> _Stored data entries_:
━━━━━━
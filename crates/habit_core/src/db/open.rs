//! Connection bootstrap utilities for SQLite.
//!
//! # Responsibility
//! - Open file or in-memory SQLite connections.
//! - Configure connection pragmas required by core behavior.
//! - Trigger schema migrations before returning a usable connection.
//!
//! # Invariants
//! - Returned connections have `foreign_keys=ON`.
//! - Returned connections have migrations fully applied.

use super::migrations::apply_migrations;
use super::DbResult;
use log::{error, info};
use rusqlite::Connection;
use std::path::Path;
use std::time::{Duration, Instant};

const DEFAULT_BUSY_TIMEOUT: Duration = Duration::from_secs(5);

/// Opens a SQLite database file with the default busy timeout and applies
/// all pending migrations.
pub fn open_db(path: impl AsRef<Path>) -> DbResult<Connection> {
    open_db_with_timeout(path, DEFAULT_BUSY_TIMEOUT)
}

/// Opens a SQLite database file and applies all pending migrations.
///
/// `busy_timeout` bounds how long any statement on this connection waits for
/// a competing writer before failing with `SQLITE_BUSY`.
///
/// # Side effects
/// - Emits `db_open` logging events with duration and status.
pub fn open_db_with_timeout(
    path: impl AsRef<Path>,
    busy_timeout: Duration,
) -> DbResult<Connection> {
    let started_at = Instant::now();
    info!("event=db_open module=db status=start mode=file");

    let mut conn = match Connection::open(path) {
        Ok(conn) => conn,
        Err(err) => {
            error!(
                "event=db_open module=db status=error mode=file duration_ms={} error_code=db_open_failed error={}",
                started_at.elapsed().as_millis(),
                err
            );
            return Err(err.into());
        }
    };

    finish_open(&mut conn, busy_timeout, "file", started_at)?;
    Ok(conn)
}

/// Opens an in-memory SQLite database and applies all pending migrations.
pub fn open_db_in_memory() -> DbResult<Connection> {
    let started_at = Instant::now();
    info!("event=db_open module=db status=start mode=memory");

    let mut conn = match Connection::open_in_memory() {
        Ok(conn) => conn,
        Err(err) => {
            error!(
                "event=db_open module=db status=error mode=memory duration_ms={} error_code=db_open_failed error={}",
                started_at.elapsed().as_millis(),
                err
            );
            return Err(err.into());
        }
    };

    finish_open(&mut conn, DEFAULT_BUSY_TIMEOUT, "memory", started_at)?;
    Ok(conn)
}

fn finish_open(
    conn: &mut Connection,
    busy_timeout: Duration,
    mode: &str,
    started_at: Instant,
) -> DbResult<()> {
    match bootstrap_connection(conn, busy_timeout) {
        Ok(()) => {
            info!(
                "event=db_open module=db status=ok mode={} duration_ms={}",
                mode,
                started_at.elapsed().as_millis()
            );
            Ok(())
        }
        Err(err) => {
            error!(
                "event=db_open module=db status=error mode={} duration_ms={} error_code=db_bootstrap_failed error={}",
                mode,
                started_at.elapsed().as_millis(),
                err
            );
            Err(err)
        }
    }
}

fn bootstrap_connection(conn: &mut Connection, busy_timeout: Duration) -> DbResult<()> {
    conn.execute_batch("PRAGMA foreign_keys = ON;")?;
    conn.busy_timeout(busy_timeout)?;
    apply_migrations(conn)?;
    Ok(())
}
━━━━━━
> _Exercise_: Go through the records above and copy every line holding the word "before".

> _Reply to the task_:
//! - Trigger schema migrations before returning a usable connection.
/// a competing writer before failing with `SQLITE_BUSY`.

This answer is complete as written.